/ viernes 24 de junio de 2022

Son Misteriosos los Caminos que Llevan al Cine

Llegamos al aserradero diez minutos antes de las ocho. El ayudante del abuelo aparcó la troca sobre el arcén de la carretera que va de Durango a Mazatlán. La temperatura había subido y el viento helado comenzaba a aplacarse. Los leñadores y los peones iban llegando. Sus caras color de cobre estaban curtidas por el sol rabioso y la chinga de todos los días. Entraban en silencio por la puerta principal del aserradero, eran como un rebaño de ovejas que se reúnen para iniciar la jornada al lado del pastor.

La oficina de don Gilberto, el dueño del aserradero, era totalmente austera, había un escritorio destartalado y dos sillas giratorias. De las paredes descoloridas colgaban sendas cabezas disecadas de una gacela y un jabalí; los ojillos de ambos bichos daban la impresión de estar mirando hacia arriba, como si observaran con furia a quien sea que les haya cortado la cabeza. Don Gilberto era un viejo alto de piel sonrosada y mirada nerviosa.

-Aquí tiene al chivillo, don Gilberto -dijo mi abuelo muy sonriente- ya sabe, está en la edad de la desobediencia, pero tiene muchas ganas de trabajar. ¿Dónde cree que le pueda ser útil?

El viejo se me quedó viendo fijamente, tenía las manos cruzadas detrás de la espalda, como quien observa a alguien en quien no confía.

-A ver, enséñame las manos, pelao.

Abrí las palmas de las manos y las extendí para que el pinche viejo las viera (ya comenzaba a fastidiarme).

-Ya decía yo -exclamó el viejo-, nunca has trabajado en tu vida, ¿verdad?

-Sí. -respondí yo-, hace poco estuve como extra en una película.

-Ese no es trabajo de hombres. Eso es de jotos. -rezongó el viejo pegando una carcajada.

Pinche viejo, ni siquiera me conocía y ya me estaba “joteando”. Además yo no quería chambear en su pinche changarro. A mí me llevaron.

-Ahorita vemos dónde te ponemos. En este aserradero siempre hay algo qué hacer. -dijo el viejo.

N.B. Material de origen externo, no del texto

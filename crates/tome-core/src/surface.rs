//! Abstract drawing surface.
//!
//! The overlay never draws pixels itself. Each frame it issues requests to a
//! [`DrawSurface`] supplied by the host, which maps them onto whatever
//! immediate-mode toolkit is in use. Controls report interaction through
//! their return values, immediate-mode style.

use std::collections::HashMap;

use serde::{Deserialize, Serialize};

/// Position of a scrollable region's viewport.
#[derive(Clone, Copy, Debug, Default, PartialEq, Serialize, Deserialize)]
pub struct ScrollOffset {
    pub x: f32,
    pub y: f32,
}

impl ScrollOffset {
    pub const ORIGIN: Self = Self { x: 0.0, y: 0.0 };

    pub fn new(x: f32, y: f32) -> Self {
        Self { x, y }
    }

    pub fn is_origin(&self) -> bool {
        *self == Self::ORIGIN
    }
}

/// Window placement in surface coordinates.
#[derive(Clone, Copy, Debug, Default, PartialEq, Serialize, Deserialize)]
pub struct Rect {
    pub x: f32,
    pub y: f32,
    pub width: f32,
    pub height: f32,
}

impl Rect {
    pub fn new(x: f32, y: f32, width: f32, height: f32) -> Self {
        Self { x, y, width, height }
    }
}

/// The two scrollable panes of the overlay window.
#[derive(Clone, Copy, Debug, PartialEq, Eq, Hash)]
pub enum ScrollArea {
    Sidebar,
    Content,
}

/// What the host reports back when the window is begun.
#[derive(Clone, Copy, Debug, PartialEq)]
pub struct WindowResponse {
    /// Placement after any drag the host applied this frame
    pub rect: Rect,
    /// The window's close control was clicked
    pub close_clicked: bool,
}

/// Immediate-mode drawing requests issued by the overlay.
pub trait DrawSurface {
    /// Begin the overlay window.
    fn begin_window(&mut self, title: &str, rect: Rect) -> WindowResponse;

    fn end_window(&mut self);

    /// Begin a scroll region, returning the offset after user scrolling.
    fn begin_scroll(&mut self, area: ScrollArea, offset: ScrollOffset) -> ScrollOffset;

    fn end_scroll(&mut self, area: ScrollArea);

    fn label(&mut self, text: &str);

    /// A plain button. Returns true when clicked.
    fn button(&mut self, text: &str) -> bool;

    /// A collapsible category header. Returns the open state after this
    /// frame's interaction (equal to `open` when untouched).
    fn category_header(&mut self, label: &str, indent: f32, open: bool) -> bool;

    /// A selectable page entry. Returns true when clicked.
    fn page_button(&mut self, name: &str, indent: f32, selected: bool) -> bool;
}

/// A scripted user interaction for [`TextSurface`].
#[derive(Clone, Debug, PartialEq, Eq)]
pub enum Interaction {
    /// Click the category header with this label
    Toggle(String),
    /// Click the page entry with this name
    Page(String),
    /// Click the button with this text
    Button(String),
    /// Click the window's close control
    CloseWindow,
}

/// A surface that renders to an indented text outline.
///
/// Interactions queued with [`TextSurface::click`] fire on the first matching
/// control drawn afterwards, which makes it usable for headless hosts and
/// for driving frames in tests.
#[derive(Debug, Clone)]
pub struct TextSurface {
    lines: Vec<String>,
    indent_unit: f32,
    pending: Vec<Interaction>,
    scroll_to: HashMap<ScrollArea, ScrollOffset>,
    seen_offsets: HashMap<ScrollArea, ScrollOffset>,
    drag_to: Option<Rect>,
}

impl Default for TextSurface {
    fn default() -> Self {
        Self::new()
    }
}

impl TextSurface {
    pub fn new() -> Self {
        Self {
            lines: Vec::new(),
            indent_unit: 15.0,
            pending: Vec::new(),
            scroll_to: HashMap::new(),
            seen_offsets: HashMap::new(),
            drag_to: None,
        }
    }

    /// Surface units that map to one level (two spaces) of text indentation.
    pub fn with_indent_unit(mut self, unit: f32) -> Self {
        self.indent_unit = unit;
        self
    }

    /// Queue an interaction for the next matching control.
    pub fn click(&mut self, interaction: Interaction) {
        self.pending.push(interaction);
    }

    pub fn click_toggle(&mut self, label: impl Into<String>) {
        self.click(Interaction::Toggle(label.into()));
    }

    pub fn click_page(&mut self, name: impl Into<String>) {
        self.click(Interaction::Page(name.into()));
    }

    pub fn click_button(&mut self, text: impl Into<String>) {
        self.click(Interaction::Button(text.into()));
    }

    /// Scroll `area` to `offset` the next time it is drawn.
    pub fn scroll(&mut self, area: ScrollArea, offset: ScrollOffset) {
        self.scroll_to.insert(area, offset);
    }

    /// Drag the window to `rect` the next time it is drawn.
    pub fn drag_window_to(&mut self, rect: Rect) {
        self.drag_to = Some(rect);
    }

    /// Interactions that have not matched any control yet.
    pub fn pending(&self) -> &[Interaction] {
        &self.pending
    }

    /// The offset the overlay passed in for `area` on the last frame.
    pub fn offset_seen(&self, area: ScrollArea) -> Option<ScrollOffset> {
        self.seen_offsets.get(&area).copied()
    }

    pub fn lines(&self) -> &[String] {
        &self.lines
    }

    /// The outline drawn so far, one control per line.
    pub fn render(&self) -> String {
        self.lines.join("\n")
    }

    /// Forget drawn lines, ready for the next frame.
    pub fn clear(&mut self) {
        self.lines.clear();
    }

    fn take(&mut self, interaction: &Interaction) -> bool {
        match self.pending.iter().position(|p| p == interaction) {
            Some(pos) => {
                self.pending.remove(pos);
                true
            }
            None => false,
        }
    }

    fn pad(&self, indent: f32) -> String {
        let levels = if self.indent_unit > 0.0 {
            (indent / self.indent_unit).round().max(0.0) as usize
        } else {
            0
        };
        "  ".repeat(levels)
    }
}

impl DrawSurface for TextSurface {
    fn begin_window(&mut self, title: &str, rect: Rect) -> WindowResponse {
        self.lines.push(format!("== {title} =="));
        WindowResponse {
            rect: self.drag_to.take().unwrap_or(rect),
            close_clicked: self.take(&Interaction::CloseWindow),
        }
    }

    fn end_window(&mut self) {}

    fn begin_scroll(&mut self, area: ScrollArea, offset: ScrollOffset) -> ScrollOffset {
        if area == ScrollArea::Content {
            self.lines.push("--".to_string());
        }
        self.seen_offsets.insert(area, offset);
        self.scroll_to.remove(&area).unwrap_or(offset)
    }

    fn end_scroll(&mut self, _area: ScrollArea) {}

    fn label(&mut self, text: &str) {
        self.lines.push(text.to_string());
    }

    fn button(&mut self, text: &str) -> bool {
        self.lines.push(format!("[{text}]"));
        self.take(&Interaction::Button(text.to_string()))
    }

    fn category_header(&mut self, label: &str, indent: f32, open: bool) -> bool {
        let arrow = if open { '▼' } else { '►' };
        self.lines.push(format!("{}{arrow} {label}", self.pad(indent)));
        if self.take(&Interaction::Toggle(label.to_string())) {
            !open
        } else {
            open
        }
    }

    fn page_button(&mut self, name: &str, indent: f32, selected: bool) -> bool {
        let marker = if selected { '*' } else { '-' };
        self.lines.push(format!("{}{marker} {name}", self.pad(indent)));
        self.take(&Interaction::Page(name.to_string()))
    }
}

#[cfg(test)]
mod tests {
    use super::*;

    #[test]
    fn test_header_toggle_consumes_click_once() {
        let mut surface = TextSurface::new();
        surface.click_toggle("NPCs");
        assert!(surface.category_header("NPCs", 15.0, false));
        assert!(!surface.category_header("NPCs", 15.0, false));
        assert_eq!(surface.lines(), &["  ► NPCs", "  ► NPCs"]);
    }

    #[test]
    fn test_scroll_override_applies_once() {
        let mut surface = TextSurface::new();
        surface.scroll(ScrollArea::Content, ScrollOffset::new(0.0, 40.0));
        let first = surface.begin_scroll(ScrollArea::Content, ScrollOffset::ORIGIN);
        assert_eq!(first, ScrollOffset::new(0.0, 40.0));
        let second = surface.begin_scroll(ScrollArea::Content, first);
        assert_eq!(second, first);
        assert_eq!(surface.offset_seen(ScrollArea::Content), Some(first));
    }

    #[test]
    fn test_unmatched_clicks_stay_pending() {
        let mut surface = TextSurface::new();
        surface.click_page("Missing");
        assert!(!surface.page_button("Other", 0.0, false));
        assert_eq!(surface.pending(), &[Interaction::Page("Missing".to_string())]);
    }

    #[test]
    fn test_window_close_and_drag() {
        let mut surface = TextSurface::new();
        let rect = Rect::new(0.0, 0.0, 100.0, 100.0);
        let moved = Rect::new(10.0, 20.0, 100.0, 100.0);
        surface.drag_window_to(moved);
        surface.click(Interaction::CloseWindow);
        let response = surface.begin_window("Wiki", rect);
        assert_eq!(response.rect, moved);
        assert!(response.close_clicked);
    }
}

Luego levantó el teléfono y le ordenó a un tal don Félix, el capataz, que le llevara a la oficina un casco, unas botas y un par de guantes de carnaza. Eso ya comenzaba a apestar. Cualquier trabajo que implique usar guantes de carnaza es sinónimo de madriza segura.

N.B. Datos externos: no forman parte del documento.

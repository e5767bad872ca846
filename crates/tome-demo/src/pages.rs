//! Sample pages, registered the way third-party plugins would.

use tome_core::{DrawSurface, TextPage, Wiki};

pub fn register_samples(wiki: &mut Wiki) {
    wiki.register_page(
        "Getting Started",
        "Welcome",
        TextPage::new("Press F3 to show or hide this window.\nPick a page on the left."),
    );
    wiki.register_page(
        "Characters/NPCs",
        "Names",
        TextPage::new("Aki - innkeeper\nBren - smith\nCora - cartographer"),
    );
    wiki.register_page(
        "Characters/NPCs/Schedules",
        "Daily",
        TextPage::new("Shops open at 8 and close at 20."),
    );
    wiki.register_page(
        "Characters/Players",
        "Creation",
        TextPage::new("Sliders reset when you change body type."),
    );
    wiki.register_page("Studio/Lighting", "Presets", |ui: &mut dyn DrawSurface| {
        ui.label("Presets are stored per scene.");
        if ui.button("Show shortcut") {
            ui.label("Ctrl+L cycles presets.");
        }
    });
    wiki.register_page(
        "Studio",
        "Camera",
        TextPage::new("Hold right mouse to orbit.\nScroll to zoom."),
    );
}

-Perfecto. -exclamó el abuelo-, ahí se lo dejo para que comience de una buena vez. A las cinco en punto voy a estar aquí para ver cómo le fue al chivillo.

-No tenga cuidado, mi general. Aquí le cuidamos a su chivillo. Y como se ve que le gusta el cine a su chivillo, lo vamos a poner a trabajar en el cine. -replicó el viejo con una sonrisa ladina.

Acabar con el cine

-¿Qué le hiciste a tu abuelo para que te mandara a trabajar a un aserradero? -me preguntó don Félix- mientras caminábamos por el patio, donde los gigantescos troncos de pino permanecían tiesos y apilados unos sobre otros, como si fueran cadáveres.

-Yo no le hice nada -respondí encogiendo los hombros- más bien me porté mal en mi casa y me castigaron. Y me mandaron para acá.

Seguimos caminando hasta detenernos frente a una cabaña hecha con tablones de madera de encino. Era grande, con una ventana.

-¿Qué me ves? -dijo de pronto don Félix.

-Yo no lo estoy viendo. -le repliqué.

-¡Órale, empieza!

-¿Que empiece a qué?

-Empieza a tirar el cine.

-¿El cine?

-Sí, esta cabaña la usábamos como cine. Pura película gabacha. Puro porno del chingón. Aquí vimos Emmanuelle, vimos Garganta Profunda… vimos las del Playboy ¡Uta madre! ¡Qué no vimos! ¡Qué no hicimos! Fíjate bien: vas a quitar cada uno de los tablones y los vas a poner ahí al lado. Y los clavos me los juntas en aquel bote. No son muchos. Deben ser como unos tres mil. Son las nueve, o sea que, quitando la hora de lonchear, te quedan siete horas para acabar el jale. ¡Sobres! ¡A chingarle!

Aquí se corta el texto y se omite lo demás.